Until last week these searches were only providing lower limits on the lifetime of sterile neutrino dark matter. This paper claims they may have hit the jackpot. The paper use the XMM-Newton data to analyze the stacked X-ray spectra of many galaxy clusters where dark matter is lurking. After subtracting the background they see is this:
Although the natural reaction here is a resounding "are you kidding me", the claim is that the excess near 3.56 keV (red data points) over the background model is very significant, at 4-5 astrophysical sigma. It is difficult to assign this excess to any known emission lines from usual atomic transitions. If the excess is interpreted as a signal of new physics, one compelling (though not unique) explanation is in terms of sterile neutrino dark matter. In that case, the measured energy and intensity of the line correspond to the the neutrino mass 7.1 keV and the mixing angle of order 5*10^-5, see the red star in the plot. This is allowed by other constraints and, by twiddling with the lepton asymmetry in the neutrino sector, consistent with the observed dark matter relic density.

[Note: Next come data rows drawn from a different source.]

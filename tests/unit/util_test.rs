//! Tests for utility functions

use jobico_executor::util::{clock, host, init_tracing};

#[test]
fn test_clock_is_utc_and_advancing() {
    let a = clock::now();
    let b = clock::now();
    assert!(b >= a);
    assert_eq!(a.timezone(), chrono::Utc);
}

#[test]
fn test_hostname_is_resolved_once() {
    let name = host::hostname();
    assert!(!name.is_empty());
    assert!(std::ptr::eq(name, host::hostname()));
}

#[test]
fn test_init_tracing_is_idempotent() {
    init_tracing();
    init_tracing();
    tracing::info!(target: "jobico_executor", "tracing ready");
}
//! Core executor: scheduler, processes, module boundary and reconciliation.

pub mod client;
pub mod error;
pub mod executor;
pub mod model;
pub mod module;
pub mod process;
pub mod recorder;
pub mod scheduler;
pub mod ticker;

pub use client::{CatalogClient, Clients, QueueClient, RecorderClient, RepoClient, UpdateStream};
pub use error::{AppResult, ErrorSet, ExecutorError};
pub use executor::Executor;
pub use model::{
    EventDef, JobDef, JobExecution, JobResult, JobResultKind, Package, PackageUpdate, QueueDef,
    QueueItem, ResultDef, RuntimeDef, UpdateKind, NO_ERROR,
};
pub use module::{LogSink, Module, ModuleHandle, ModuleId, ModuleRuntime};
pub use process::{Event, EventSet, ModuleReleases, Process};
pub use recorder::RecorderSender;
pub use scheduler::{ProcessKey, ProcessMap, Scheduler, Status, DEFAULT_MAX_EXECUTORS};
pub use ticker::{IntervalTicker, ManualTicker, TickHandle, Ticker};
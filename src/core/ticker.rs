//! Tick sources for the scheduler.

use std::time::Duration;

use async_trait::async_trait;
use tokio::sync::mpsc;
use tokio::time::{Instant, Interval, MissedTickBehavior};

/// Source of sweep ticks.
#[async_trait]
pub trait Ticker: Send {
    /// Wait for the next tick; `None` once the ticker is closed.
    async fn tick(&mut self) -> Option<Instant>;

    /// Stop producing ticks.
    fn stop(&mut self);
}

/// Wall-clock ticker.
#[derive(Debug)]
pub struct IntervalTicker {
    period: Duration,
    interval: Option<Interval>,
    stopped: bool,
}

impl IntervalTicker {
    /// Tick every `period`, first tick one period after the first wait. Ticks
    /// missed while a sweep runs are skipped, not replayed.
    pub const fn new(period: Duration) -> Self {
        Self {
            period,
            interval: None,
            stopped: false,
        }
    }

    /// Configured period.
    pub const fn period(&self) -> Duration {
        self.period
    }
}

#[async_trait]
impl Ticker for IntervalTicker {
    async fn tick(&mut self) -> Option<Instant> {
        if self.stopped {
            return None;
        }
        let period = self.period;
        let interval = self.interval.get_or_insert_with(|| {
            let mut interval = tokio::time::interval_at(Instant::now() + period, period);
            interval.set_missed_tick_behavior(MissedTickBehavior::Skip);
            interval
        });
        Some(interval.tick().await)
    }

    fn stop(&mut self) {
        self.stopped = true;
        self.interval = None;
    }
}

/// Ticker fired by hand through its [`TickHandle`].
#[derive(Debug)]
pub struct ManualTicker {
    rx: mpsc::Receiver<Instant>,
}

/// Sending side of a [`ManualTicker`]. Dropping every handle closes the ticker.
#[derive(Debug, Clone)]
pub struct TickHandle {
    tx: mpsc::Sender<Instant>,
}

impl ManualTicker {
    /// Create a ticker and its handle.
    pub fn channel() -> (Self, TickHandle) {
        let (tx, rx) = mpsc::channel(1);
        (Self { rx }, TickHandle { tx })
    }
}

impl TickHandle {
    /// Fire one tick; returns `false` if the ticker is gone.
    pub async fn tick(&self) -> bool {
        self.tx.send(Instant::now()).await.is_ok()
    }
}

#[async_trait]
impl Ticker for ManualTicker {
    async fn tick(&mut self) -> Option<Instant> {
        self.rx.recv().await
    }

    fn stop(&mut self) {
        self.rx.close();
    }
}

Clearly, a lot could possibly go wrong with this kind of analysis. For one thing, the suspected dark matter line doesn't stand alone in the spectrum. The background mentioned above consists not only of continuous X-ray emission but also of monochromatic lines from known atomic transitions. Indeed, the 2-10 keV range where the search was performed is pooped with emission lines: the authors fit 28 separate lines to the observed spectrum before finding the unexpected residue at 3.56 keV. The results depend on whether these other emission lines are modeled properly. Moreover, the known Ar XVII dielectronic recombination line happens to be nearby at 3.62 keV. The significance of the signal decreases when the flux from that line is allowed to be larger than predicted by models. So this analysis needs to be confirmed by other groups and by more data before we can safely get excited.
Decay diagrams borrowed from this review. For more up-to-date limits on sterile neutrino DM see this paper, or this plot. Update: another independent analysis of XMM-Newton data observes the anomalous 3.5 keV line in the Andromeda and the Perseus cluster.